By Jim Stanford on October 24, 2012
Comments: 3 Comments
The season’s first significant snowfall triggered the usual flurry of status updates and text messages. Undoubtedly, most in this ski-crazy community are excited for the coming winter. Another day or two of snow, and the race will be on to make first tracks.
Long before Teton Gravity Research premieres, the early ski pioneers in Jackson Hole were just as enthusiastic. They recorded the joy of winter’s arrival in journals slightly more poetic than today’s spraying.

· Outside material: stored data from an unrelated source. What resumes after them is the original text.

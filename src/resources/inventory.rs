//! `aap_inventory` resource and data source.

use async_trait::async_trait;
use reqwest::Method;
use serde::{Deserialize, Serialize};
use serde_json::Value;
use tracing::{debug, instrument};

use super::{decode, encode, reconcile, AttributeSpec, DataSource, Resource};
use crate::client::ProviderHttpClient;
use crate::customtypes::CustomStringValue;
use crate::error::ProviderError;

/// Resource and data source type name.
pub const TYPE_NAME: &str = "aap_inventory";

const API_PATH: &str = "api/v2/inventories/";

static ATTRIBUTES: &[AttributeSpec] = &[
    AttributeSpec::computed("id"),
    AttributeSpec::plain("organization"),
    AttributeSpec::plain("name"),
    AttributeSpec::plain("description"),
    AttributeSpec::semantic("variables"),
    AttributeSpec::computed("url"),
];

/// Inventory state.
#[derive(Debug, Clone, PartialEq, Serialize, Deserialize)]
pub struct InventoryModel {
    /// Server-assigned id.
    #[serde(default)]
    pub id: Option<i64>,
    /// Owning organization id.
    pub organization: i64,
    /// Inventory name.
    pub name: String,
    /// Free-form description.
    #[serde(default)]
    pub description: Option<String>,
    /// Inventory variables as JSON or YAML text.
    #[serde(default)]
    pub variables: CustomStringValue,
    /// API URL of the inventory.
    #[serde(default)]
    pub url: Option<String>,
}

impl InventoryModel {
    fn id(&self) -> Result<i64, ProviderError> {
        self.id
            .ok_or_else(|| ProviderError::Validation("inventory state has no id".to_string()))
    }
}

/// Inventory as the AAP API reads and writes it.
#[derive(Debug, Serialize, Deserialize)]
struct InventoryApiModel {
    #[serde(default, skip_serializing)]
    id: i64,
    organization: i64,
    name: String,
    #[serde(default)]
    description: String,
    #[serde(default)]
    variables: String,
    #[serde(default, skip_serializing)]
    url: String,
}

impl InventoryApiModel {
    fn from_model(model: &InventoryModel) -> Self {
        Self {
            id: model.id.unwrap_or_default(),
            organization: model.organization,
            name: model.name.clone(),
            description: model.description.clone().unwrap_or_default(),
            variables: model.variables.value_string().to_string(),
            url: String::new(),
        }
    }

    /// Convert to state.
    ///
    /// Variables equivalent to `prior` keep the prior text. The API echoes
    /// unset text fields as `""`, which maps to null unless `prior` holds an
    /// empty string.
    fn into_model(self, prior: Option<&InventoryModel>) -> InventoryModel {
        let prior_variables = prior.map(|p| &p.variables);
        let variables = if self.variables.is_empty() {
            if prior_variables.and_then(CustomStringValue::as_known) == Some("") {
                CustomStringValue::new("")
            } else {
                CustomStringValue::null()
            }
        } else {
            let fresh = CustomStringValue::new(self.variables);
            match prior_variables {
                Some(prior) => reconcile(prior, fresh),
                None => fresh,
            }
        };
        let description = if self.description.is_empty() {
            prior
                .and_then(|p| p.description.clone())
                .filter(String::is_empty)
        } else {
            Some(self.description)
        };

        InventoryModel {
            id: Some(self.id),
            organization: self.organization,
            name: self.name,
            description,
            variables,
            url: Some(self.url).filter(|u| !u.is_empty()),
        }
    }
}

fn inventory_path(id: i64) -> String {
    format!("{}{}/", API_PATH, id)
}

async fn fetch(
    client: &dyn ProviderHttpClient,
    id: i64,
) -> Result<InventoryApiModel, ProviderError> {
    let response = client.do_request(Method::GET, &inventory_path(id), None).await?;
    if response.status == 404 {
        return Err(ProviderError::NotFound(format!("inventory {}", id)));
    }
    Ok(serde_json::from_slice(&response.expect_status(&[200])?)?)
}

/// The `aap_inventory` resource.
#[derive(Debug, Default)]
pub struct InventoryResource;

#[async_trait]
impl Resource for InventoryResource {
    fn type_name(&self) -> &'static str {
        TYPE_NAME
    }

    fn attributes(&self) -> &'static [AttributeSpec] {
        ATTRIBUTES
    }

    #[instrument(skip_all)]
    async fn create(
        &self,
        client: &dyn ProviderHttpClient,
        planned_state: Value,
    ) -> Result<Value, ProviderError> {
        let planned: InventoryModel = decode(planned_state)?;
        let body = serde_json::to_vec(&InventoryApiModel::from_model(&planned))?;
        let response = client.do_request(Method::POST, API_PATH, Some(body)).await?;
        let created: InventoryApiModel = serde_json::from_slice(&response.expect_status(&[201])?)?;
        debug!(id = created.id, "inventory created");
        encode(&created.into_model(Some(&planned)))
    }

    #[instrument(skip_all)]
    async fn read(
        &self,
        client: &dyn ProviderHttpClient,
        current_state: Value,
    ) -> Result<Value, ProviderError> {
        let current: InventoryModel = decode(current_state)?;
        let fetched = fetch(client, current.id()?).await?;
        encode(&fetched.into_model(Some(&current)))
    }

    #[instrument(skip_all)]
    async fn update(
        &self,
        client: &dyn ProviderHttpClient,
        prior_state: Value,
        planned_state: Value,
    ) -> Result<Value, ProviderError> {
        let id = decode::<InventoryModel>(prior_state)?.id()?;
        let planned: InventoryModel = decode(planned_state)?;
        let body = serde_json::to_vec(&InventoryApiModel::from_model(&planned))?;
        let response = client
            .do_request(Method::PUT, &inventory_path(id), Some(body))
            .await?;
        let updated: InventoryApiModel = serde_json::from_slice(&response.expect_status(&[200])?)?;
        encode(&updated.into_model(Some(&planned)))
    }

    #[instrument(skip_all)]
    async fn delete(
        &self,
        client: &dyn ProviderHttpClient,
        current_state: Value,
    ) -> Result<(), ProviderError> {
        let id = decode::<InventoryModel>(current_state)?.id()?;
        let response = client
            .do_request(Method::DELETE, &inventory_path(id), None)
            .await?;
        if response.status == 404 {
            debug!(id, "inventory already deleted");
            return Ok(());
        }
        response.expect_status(&[202, 204])?;
        Ok(())
    }
}

#[derive(Debug, Deserialize)]
struct InventoryLookup {
    id: i64,
}

/// The `aap_inventory` data source: looks up one inventory by id.
#[derive(Debug, Default)]
pub struct InventoryDataSource;

#[async_trait]
impl DataSource for InventoryDataSource {
    fn type_name(&self) -> &'static str {
        TYPE_NAME
    }

    #[instrument(skip_all)]
    async fn read(
        &self,
        client: &dyn ProviderHttpClient,
        config: Value,
    ) -> Result<Value, ProviderError> {
        let lookup: InventoryLookup = decode(config)?;
        let fetched = fetch(client, lookup.id).await?;
        encode(&fetched.into_model(None))
    }
}
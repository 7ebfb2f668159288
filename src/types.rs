//! Plan and metadata types exchanged with the host.

use serde::{Deserialize, Serialize};

use crate::diagnostics::Diagnostic;

/// A change to a single attribute during a plan.
#[derive(Debug, Clone, PartialEq, Eq, Serialize, Deserialize)]
pub struct AttributeChange {
    /// The path to the attribute that changed.
    pub path: String,
    /// The value before the change (None if creating).
    pub before: Option<serde_json::Value>,
    /// The value after the change (None if deleting).
    pub after: Option<serde_json::Value>,
}

impl AttributeChange {
    /// Create a new attribute change.
    pub fn new(
        path: impl Into<String>,
        before: Option<serde_json::Value>,
        after: Option<serde_json::Value>,
    ) -> Self {
        Self {
            path: path.into(),
            before,
            after,
        }
    }

    /// Create a change for a new attribute.
    pub fn added(path: impl Into<String>, value: serde_json::Value) -> Self {
        Self::new(path, None, Some(value))
    }

    /// Create a change for a removed attribute.
    pub fn removed(path: impl Into<String>, value: serde_json::Value) -> Self {
        Self::new(path, Some(value), None)
    }

    /// Create a change for a modified attribute.
    pub fn modified(
        path: impl Into<String>,
        before: serde_json::Value,
        after: serde_json::Value,
    ) -> Self {
        Self::new(path, Some(before), Some(after))
    }
}

/// The result of a plan operation.
#[derive(Debug, Clone, PartialEq, Serialize, Deserialize)]
pub struct PlanResult {
    /// The planned state after the operation.
    pub planned_state: serde_json::Value,
    /// The list of attribute changes.
    pub changes: Vec<AttributeChange>,
    /// Whether the resource requires replacement.
    pub requires_replace: bool,
    /// Advisory diagnostics raised while planning.
    #[serde(default, skip_serializing_if = "Vec::is_empty")]
    pub diagnostics: Vec<Diagnostic>,
}

impl PlanResult {
    /// Create a plan result with no changes.
    pub fn no_change(state: serde_json::Value) -> Self {
        Self::with_changes(state, Vec::new(), false)
    }

    /// Create a plan result with changes.
    pub fn with_changes(
        planned_state: serde_json::Value,
        changes: Vec<AttributeChange>,
        requires_replace: bool,
    ) -> Self {
        Self {
            planned_state,
            changes,
            requires_replace,
            diagnostics: Vec::new(),
        }
    }

    /// Attach diagnostics to the plan.
    pub fn with_diagnostics(mut self, diagnostics: Vec<Diagnostic>) -> Self {
        self.diagnostics.extend(diagnostics);
        self
    }

    /// Whether the plan changes anything.
    pub fn has_changes(&self) -> bool {
        !self.changes.is_empty() || self.requires_replace
    }
}

/// Resource and data source names served by a provider.
#[derive(Debug, Clone, PartialEq, Eq, Serialize, Deserialize, Default)]
pub struct ProviderMetadata {
    /// List of resource type names.
    pub resources: Vec<String>,
    /// List of data source type names.
    pub data_sources: Vec<String>,
}
//! Provider configuration.
//!
//! The host passes the provider block as JSON. Any field left out falls back
//! to an environment variable:
//!
//! | Field                  | Environment variable        |
//! |------------------------|-----------------------------|
//! | `host`                 | `AAP_HOST`                  |
//! | `username`             | `AAP_USERNAME`              |
//! | `password`             | `AAP_PASSWORD`              |
//! | `insecure_skip_verify` | `AAP_INSECURE_SKIP_VERIFY`  |
//! | `timeout`              | `AAP_TIMEOUT`               |

use std::time::Duration;

use serde::Deserialize;
use tracing::warn;

use crate::client::AapClient;
use crate::diagnostics::{has_errors, Diagnostic};
use crate::error::ProviderError;

/// Request timeout in seconds when none is configured.
pub const DEFAULT_TIMEOUT_SECS: i64 = 5;

/// Provider block settings.
#[derive(Clone, Default, PartialEq, Eq, Deserialize)]
#[serde(default, deny_unknown_fields)]
pub struct ProviderConfig {
    /// Base URL of the AAP server.
    pub host: Option<String>,
    /// Basic auth username.
    pub username: Option<String>,
    /// Basic auth password.
    pub password: Option<String>,
    /// Skip TLS certificate verification.
    pub insecure_skip_verify: Option<bool>,
    /// Request timeout in seconds.
    pub timeout: Option<i64>,
}

impl std::fmt::Debug for ProviderConfig {
    fn fmt(&self, f: &mut std::fmt::Formatter<'_>) -> std::fmt::Result {
        f.debug_struct("ProviderConfig")
            .field("host", &self.host)
            .field("username", &self.username)
            .field("password", &self.password.as_ref().map(|_| "<redacted>"))
            .field("insecure_skip_verify", &self.insecure_skip_verify)
            .field("timeout", &self.timeout)
            .finish()
    }
}

impl ProviderConfig {
    /// Parse the provider block. `null` yields an empty config.
    pub fn from_value(value: serde_json::Value) -> Result<Self, ProviderError> {
        if value.is_null() {
            return Ok(Self::default());
        }
        Ok(serde_json::from_value(value)?)
    }

    /// Fill unset fields from the process environment.
    pub fn with_env_fallbacks(self) -> Self {
        self.with_fallbacks(|name| std::env::var(name).ok())
    }

    /// Fill unset fields from `lookup`, keyed by environment variable name.
    ///
    /// Values that do not parse are ignored with a warning.
    pub fn with_fallbacks<F>(mut self, lookup: F) -> Self
    where
        F: Fn(&str) -> Option<String>,
    {
        let lookup = |name: &str| lookup(name).filter(|v| !v.is_empty());

        if self.host.is_none() {
            self.host = lookup("AAP_HOST");
        }
        if self.username.is_none() {
            self.username = lookup("AAP_USERNAME");
        }
        if self.password.is_none() {
            self.password = lookup("AAP_PASSWORD");
        }
        if self.insecure_skip_verify.is_none() {
            self.insecure_skip_verify = lookup("AAP_INSECURE_SKIP_VERIFY").and_then(|raw| {
                parse_bool(&raw).or_else(|| {
                    warn!(value = %raw, "ignoring AAP_INSECURE_SKIP_VERIFY, expected a boolean");
                    None
                })
            });
        }
        if self.timeout.is_none() {
            self.timeout = lookup("AAP_TIMEOUT").and_then(|raw| {
                raw.trim().parse().ok().or_else(|| {
                    warn!(value = %raw, "ignoring AAP_TIMEOUT, expected an integer");
                    None
                })
            });
        }
        self
    }

    /// Check the settings, returning error and warning diagnostics.
    pub fn validate(&self) -> Vec<Diagnostic> {
        let mut diagnostics = Vec::new();

        match self.host.as_deref().map(str::trim) {
            None | Some("") => diagnostics.push(
                Diagnostic::error("Missing AAP host")
                    .with_detail(
                        "Set the host attribute in the provider block or the AAP_HOST \
                         environment variable.",
                    )
                    .with_attribute("host"),
            ),
            Some(_) => {},
        }

        if let Some(timeout) = self.timeout {
            if timeout <= 0 {
                diagnostics.push(
                    Diagnostic::error("Invalid timeout")
                        .with_detail(format!(
                            "The timeout must be a positive number of seconds, got {}.",
                            timeout
                        ))
                        .with_attribute("timeout"),
                );
            }
        }

        match (&self.username, &self.password) {
            (Some(_), None) => diagnostics.push(
                Diagnostic::warning("Password not set")
                    .with_detail("A username was given without a password; requests will be sent without credentials.")
                    .with_attribute("password"),
            ),
            (None, Some(_)) => diagnostics.push(
                Diagnostic::warning("Username not set")
                    .with_detail("A password was given without a username; requests will be sent without credentials.")
                    .with_attribute("username"),
            ),
            _ => {},
        }

        diagnostics
    }

    /// The effective request timeout.
    pub fn timeout(&self) -> Duration {
        let secs = self.timeout.filter(|t| *t > 0).unwrap_or(DEFAULT_TIMEOUT_SECS);
        Duration::from_secs(secs.unsigned_abs())
    }

    /// Build an API client from validated settings.
    pub fn build_client(&self) -> Result<AapClient, ProviderError> {
        if has_errors(&self.validate()) {
            return Err(ProviderError::Configuration(
                "provider configuration is invalid".to_string(),
            ));
        }
        let host = self.host.as_deref().unwrap_or_default();
        AapClient::new(
            host,
            self.username.clone(),
            self.password.clone(),
            self.insecure_skip_verify.unwrap_or(false),
            self.timeout(),
        )
    }
}

fn parse_bool(raw: &str) -> Option<bool> {
    match raw.trim().to_ascii_lowercase().as_str() {
        "1" | "t" | "true" => Some(true),
        "0" | "f" | "false" => Some(false),
        _ => None,
    }
}

#[cfg(test)]
mod tests {
    use super::*;
    use crate::diagnostics::DiagnosticSeverity;
    use serde_json::json;
    use std::collections::HashMap;

    fn env(vars: &[(&str, &str)]) -> impl Fn(&str) -> Option<String> {
        let vars: HashMap<String, String> = vars
            .iter()
            .map(|(k, v)| (k.to_string(), v.to_string()))
            .collect();
        move |name: &str| vars.get(name).cloned()
    }

    #[test]
    fn test_from_value() {
        let config = ProviderConfig::from_value(json!({
            "host": "https://aap.example.com",
            "username": "admin",
            "password": "secret",
            "insecure_skip_verify": true,
            "timeout": 30
        }))
        .unwrap();
        assert_eq!(config.host.as_deref(), Some("https://aap.example.com"));
        assert_eq!(config.insecure_skip_verify, Some(true));
        assert_eq!(config.timeout(), Duration::from_secs(30));

        assert_eq!(
            ProviderConfig::from_value(json!(null)).unwrap(),
            ProviderConfig::default()
        );
        assert!(ProviderConfig::from_value(json!({"hots": "typo"})).is_err());
    }

    #[test]
    fn test_env_fallbacks_fill_only_missing_fields() {
        let config = ProviderConfig {
            host: Some("https://configured".to_string()),
            ..Default::default()
        }
        .with_fallbacks(env(&[
            ("AAP_HOST", "https://from-env"),
            ("AAP_USERNAME", "env-user"),
            ("AAP_PASSWORD", "env-pass"),
            ("AAP_INSECURE_SKIP_VERIFY", "true"),
            ("AAP_TIMEOUT", "12"),
        ]));

        assert_eq!(config.host.as_deref(), Some("https://configured"));
        assert_eq!(config.username.as_deref(), Some("env-user"));
        assert_eq!(config.password.as_deref(), Some("env-pass"));
        assert_eq!(config.insecure_skip_verify, Some(true));
        assert_eq!(config.timeout, Some(12));
    }

    #[test]
    fn test_env_fallbacks_ignore_bad_values() {
        let config = ProviderConfig::default().with_fallbacks(env(&[
            ("AAP_HOST", ""),
            ("AAP_INSECURE_SKIP_VERIFY", "maybe"),
            ("AAP_TIMEOUT", "soon"),
        ]));
        assert_eq!(config, ProviderConfig::default());
    }

    #[test]
    fn test_validate() {
        let diagnostics = ProviderConfig::default().validate();
        assert_eq!(diagnostics.len(), 1);
        assert_eq!(diagnostics[0].attribute.as_deref(), Some("host"));

        let diagnostics = ProviderConfig {
            host: Some("https://aap".to_string()),
            username: Some("admin".to_string()),
            timeout: Some(0),
            ..Default::default()
        }
        .validate();
        assert_eq!(diagnostics.len(), 2);
        assert_eq!(diagnostics[0].severity, DiagnosticSeverity::Error);
        assert_eq!(diagnostics[0].attribute.as_deref(), Some("timeout"));
        assert_eq!(diagnostics[1].severity, DiagnosticSeverity::Warning);
        assert_eq!(diagnostics[1].attribute.as_deref(), Some("password"));
    }

    #[test]
    fn test_default_timeout() {
        assert_eq!(
            ProviderConfig::default().timeout(),
            Duration::from_secs(DEFAULT_TIMEOUT_SECS as u64)
        );
    }

    #[test]
    fn test_build_client() {
        let client = ProviderConfig {
            host: Some("https://aap.example.com".to_string()),
            ..Default::default()
        }
        .build_client()
        .unwrap();
        assert_eq!(client.host_url(), "https://aap.example.com/");

        assert!(matches!(
            ProviderConfig::default().build_client(),
            Err(ProviderError::Configuration(_))
        ));
    }

    #[test]
    fn test_debug_redacts_password() {
        let config = ProviderConfig {
            password: Some("hunter2".to_string()),
            ..Default::default()
        };
        assert!(!format!("{:?}", config).contains("hunter2"));
    }
}
//! AAP Provider
//!
//! An infrastructure-as-code provider for Ansible Automation Platform (AAP).
//! The host drives it through the [`ProviderService`] trait; resources talk to
//! the AAP REST API through [`client::AapClient`].
//!
//! # Overview
//!
//! - **Custom string type**: [`CustomStringValue`] holds JSON or YAML text and
//!   compares by structure, so `{"a": 1}` and `a: 1` are the same value
//! - **Resources**: `aap_inventory` and `aap_job`, plus the `aap_inventory`
//!   data source
//! - **Planning**: attribute tables decide which attributes are compared
//!   semantically; a semantic match keeps the prior text in the plan
//! - **Configuration**: provider block settings with `AAP_*` environment
//!   fallbacks
//! - **Logging**: Integration with `tracing` for structured logging
//!
//! # Semantic equality
//!
//! ```
//! use aap_provider::{CustomStringValue, StringSemanticEquals};
//!
//! let configured = CustomStringValue::new(r#"{"os": "Linux", "ports": [80, 443]}"#);
//! let from_server = CustomStringValue::new("---\nports:\n  - 80\n  - 443\nos: Linux\n");
//!
//! let (equal, diagnostics) = configured.string_semantic_equals(&from_server);
//! assert!(equal);
//! assert!(diagnostics.is_empty());
//! ```
//!
//! Text that is neither JSON nor a YAML mapping or sequence only matches an
//! identical copy of itself; any other comparison yields a warning diagnostic.

#![warn(missing_docs)]
#![warn(clippy::all)]

pub mod canonical;
pub mod client;
pub mod config;
pub mod customtypes;
pub mod diagnostics;
pub mod error;
pub mod logging;
pub mod provider;
pub mod resources;
pub mod testing;
pub mod types;
pub mod value;

// Re-export main types at crate root
pub use client::{AapClient, HttpResponse, ProviderHttpClient};
pub use config::ProviderConfig;
pub use customtypes::{semantic_equals, CustomStringType, CustomStringValue};
pub use diagnostics::{Diagnostic, DiagnosticSeverity};
pub use error::ProviderError;
pub use logging::{init_logging, init_logging_with_default, try_init_logging};
pub use provider::{AapProvider, ProviderService};
pub use types::{AttributeChange, PlanResult, ProviderMetadata};
pub use value::{StringSemanticEquals, StringValuable, StringValue};

// Re-export async_trait for convenience
pub use async_trait::async_trait;

// Re-export commonly used external types
pub use serde_json;
pub use tracing;
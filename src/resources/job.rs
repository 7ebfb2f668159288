//! `aap_job` resource: launches a job template.
//!
//! Creating the resource launches the template; changing any configured
//! attribute launches it again. Deleting only forgets the job, since finished
//! jobs cannot be undone.

use async_trait::async_trait;
use reqwest::Method;
use serde::{Deserialize, Serialize};
use serde_json::Value;
use tracing::{debug, info, instrument};

use super::{decode, encode, AttributeSpec, Resource};
use crate::client::ProviderHttpClient;
use crate::customtypes::CustomStringValue;
use crate::error::ProviderError;

/// Resource type name.
pub const TYPE_NAME: &str = "aap_job";

static ATTRIBUTES: &[AttributeSpec] = &[
    AttributeSpec::plain("job_template_id").force_new(),
    AttributeSpec::plain("inventory_id"),
    AttributeSpec::semantic("extra_vars"),
    AttributeSpec::computed("id"),
    AttributeSpec::computed("job_type"),
    AttributeSpec::computed("url"),
    AttributeSpec::computed("status"),
];

/// Job state.
#[derive(Debug, Clone, PartialEq, Serialize, Deserialize)]
pub struct JobModel {
    /// Template to launch.
    pub job_template_id: i64,
    /// Inventory to run against, if not the template's default.
    #[serde(default)]
    pub inventory_id: Option<i64>,
    /// Extra variables as JSON or YAML text.
    #[serde(default)]
    pub extra_vars: CustomStringValue,
    /// Id of the launched job.
    #[serde(default)]
    pub id: Option<i64>,
    /// `run` or `check`.
    #[serde(default)]
    pub job_type: Option<String>,
    /// API URL of the job.
    #[serde(default)]
    pub url: Option<String>,
    /// Last known job status.
    #[serde(default)]
    pub status: Option<String>,
}

#[derive(Debug, Serialize)]
struct LaunchRequest<'a> {
    #[serde(skip_serializing_if = "Option::is_none")]
    inventory: Option<i64>,
    #[serde(skip_serializing_if = "Option::is_none")]
    extra_vars: Option<&'a str>,
}

#[derive(Debug, Deserialize)]
struct JobApiModel {
    id: i64,
    #[serde(default)]
    job_type: Option<String>,
    #[serde(default)]
    url: Option<String>,
    #[serde(default)]
    status: Option<String>,
}

impl JobApiModel {
    fn apply_to(self, model: &mut JobModel) {
        model.id = Some(self.id);
        model.job_type = self.job_type;
        model.url = self.url;
        model.status = self.status;
    }
}

async fn launch(
    client: &dyn ProviderHttpClient,
    mut model: JobModel,
) -> Result<Value, ProviderError> {
    let request = LaunchRequest {
        inventory: model.inventory_id,
        extra_vars: model.extra_vars.as_known(),
    };
    let body = serde_json::to_vec(&request)?;
    let path = format!("api/v2/job_templates/{}/launch/", model.job_template_id);
    let response = client.do_request(Method::POST, &path, Some(body)).await?;
    let launched: JobApiModel = serde_json::from_slice(&response.expect_status(&[201])?)?;
    info!(
        job_template_id = model.job_template_id,
        job_id = launched.id,
        "job launched"
    );
    launched.apply_to(&mut model);
    encode(&model)
}

/// The `aap_job` resource.
#[derive(Debug, Default)]
pub struct JobResource;

#[async_trait]
impl Resource for JobResource {
    fn type_name(&self) -> &'static str {
        TYPE_NAME
    }

    fn attributes(&self) -> &'static [AttributeSpec] {
        ATTRIBUTES
    }

    #[instrument(skip_all)]
    async fn create(
        &self,
        client: &dyn ProviderHttpClient,
        planned_state: Value,
    ) -> Result<Value, ProviderError> {
        launch(client, decode(planned_state)?).await
    }

    #[instrument(skip_all)]
    async fn read(
        &self,
        client: &dyn ProviderHttpClient,
        current_state: Value,
    ) -> Result<Value, ProviderError> {
        let mut current: JobModel = decode(current_state)?;
        let id = current
            .id
            .ok_or_else(|| ProviderError::Validation("job state has no id".to_string()))?;
        let response = client
            .do_request(Method::GET, &format!("api/v2/jobs/{}/", id), None)
            .await?;
        if response.status == 404 {
            return Err(ProviderError::NotFound(format!("job {}", id)));
        }
        let job: JobApiModel = serde_json::from_slice(&response.expect_status(&[200])?)?;
        job.apply_to(&mut current);
        encode(&current)
    }

    #[instrument(skip_all)]
    async fn update(
        &self,
        client: &dyn ProviderHttpClient,
        _prior_state: Value,
        planned_state: Value,
    ) -> Result<Value, ProviderError> {
        launch(client, decode(planned_state)?).await
    }

    #[instrument(skip_all)]
    async fn delete(
        &self,
        _client: &dyn ProviderHttpClient,
        current_state: Value,
    ) -> Result<(), ProviderError> {
        let job: JobModel = decode(current_state)?;
        debug!(job_id = ?job.id, "removing job from state");
        Ok(())
    }
}
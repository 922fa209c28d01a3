//! Common utilities and shared types for the coterie admin service.
//!
//! This crate provides foundational components used across all coterie crates:
//!
//! - **Configuration**: Application settings via [`Config`]
//! - **Error handling**: Unified error types via [`AppError`] and [`AppResult`]
//! - **ID Generation**: ULID-based unique identifiers via [`IdGenerator`]
//!
//! # Example
//!
//! ```no_run
//! use coterie_common::{AppResult, IdGenerator};
//!
//! fn example() -> AppResult<()> {
//!     let id_gen = IdGenerator::new();
//!     let id = id_gen.generate();
//!     println!("Generated ID: {id}");
//!     Ok(())
//! }
//! ```

pub mod config;
pub mod error;
pub mod id;

pub use config::{Config, IdentityConfig, ServerConfig, StoreConfig};
pub use error::{AppError, AppResult};
pub use id::IdGenerator;
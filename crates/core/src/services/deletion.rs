//! The delete-user admin operation, end to end.

use serde::Deserialize;
use tracing::info;
use validator::Validate;

use coterie_common::{AppError, AppResult};
use coterie_store::Caller;

use super::audit::AuditRecorder;
use super::authorization::AuthorizationService;
use super::cascade::CascadeExecutor;

/// Payload of the delete-user operation.
///
/// `userId` is the only recognized field; anything else fails
/// deserialization.
#[derive(Debug, Deserialize, Validate)]
#[serde(rename_all = "camelCase", deny_unknown_fields)]
pub struct DeleteUserInput {
    /// Id of the user to delete.
    #[validate(length(min = 1, message = "userId is required."))]
    pub user_id: String,
}

/// Confirmation returned to the caller on success.
#[derive(Debug, Clone, PartialEq, Eq)]
pub struct DeletionReceipt {
    /// Human-readable confirmation message.
    pub message: String,
}

/// Orchestrates one delete-user operation: authorization, validation,
/// cascade, audit. Each invocation is a fresh pass; nothing is retried or
/// resumed, and concurrent invocations for the same target are not
/// serialized against each other.
#[derive(Clone)]
pub struct UserDeletionService {
    authorization: AuthorizationService,
    cascade: CascadeExecutor,
    audit: AuditRecorder,
}

impl UserDeletionService {
    /// Create a new deletion service.
    #[must_use]
    pub const fn new(
        authorization: AuthorizationService,
        cascade: CascadeExecutor,
        audit: AuditRecorder,
    ) -> Self {
        Self {
            authorization,
            cascade,
            audit,
        }
    }

    /// Delete `input.user_id` and every record referencing them.
    ///
    /// Errors surface as the five caller-facing kinds: `Unauthenticated`,
    /// `PermissionDenied`, `InvalidArgument`, `NotFound` pass through, and
    /// everything else is collapsed into `Internal`. A failure after the
    /// cascade started leaves completed deletions committed, with no audit
    /// entry for the partial run.
    pub async fn delete_user(
        &self,
        caller: Option<&Caller>,
        input: &DeleteUserInput,
    ) -> AppResult<DeletionReceipt> {
        self.run(caller, input).await.map_err(translate)
    }

    async fn run(
        &self,
        caller: Option<&Caller>,
        input: &DeleteUserInput,
    ) -> AppResult<DeletionReceipt> {
        let admin = self.authorization.require_admin(caller).await?;
        input.validate()?;

        let outcome = self.cascade.delete_user_data(&input.user_id).await?;
        self.audit.record_user_deletion(&admin, &outcome).await?;

        info!(
            admin_uid = %admin.user_id,
            target_user_id = %outcome.target_user_id,
            removed = outcome.counts.total(),
            "user deletion completed"
        );
        Ok(DeletionReceipt {
            message: "User and all related data deleted successfully".to_string(),
        })
    }
}

/// Collapse infrastructure failures into the caller-facing `Internal` kind.
fn translate(error: AppError) -> AppError {
    match error {
        AppError::Unauthenticated(_)
        | AppError::PermissionDenied(_)
        | AppError::InvalidArgument(_)
        | AppError::NotFound(_)
        | AppError::Internal(_) => error,
        other => AppError::Internal(format!("Failed to delete user: {other}")),
    }
}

While researching a story on historic winters for the upcoming Jackson Hole magazine, I came across a few of these accounts. Here’s an excerpt from Doris Platts’ book Wilson, Wyoming: Hoorah!, written by the late Virginia Huidekoper in her column “The Corral” for the Jackson’s Hole Courier on Nov. 15, 1945:
The skiing season was officially opened … by a mixed group of eager Idahoans and Wyomingites who gathered on Teton Pass and gave vent to pent-up desires which had accumulated during the dry months. Three feet of powdered satin on Telemark Hill gave semblance to a winter battlefield by evening. Criss-crossed and pock-marked, the slope was initiated in true fashion by weak-kneed christies and first-of-the-season egg beaters.
In spite of near-blizzard conditions, the initial ski outing was hailed as a good beginning to what looks like a long and promising winter.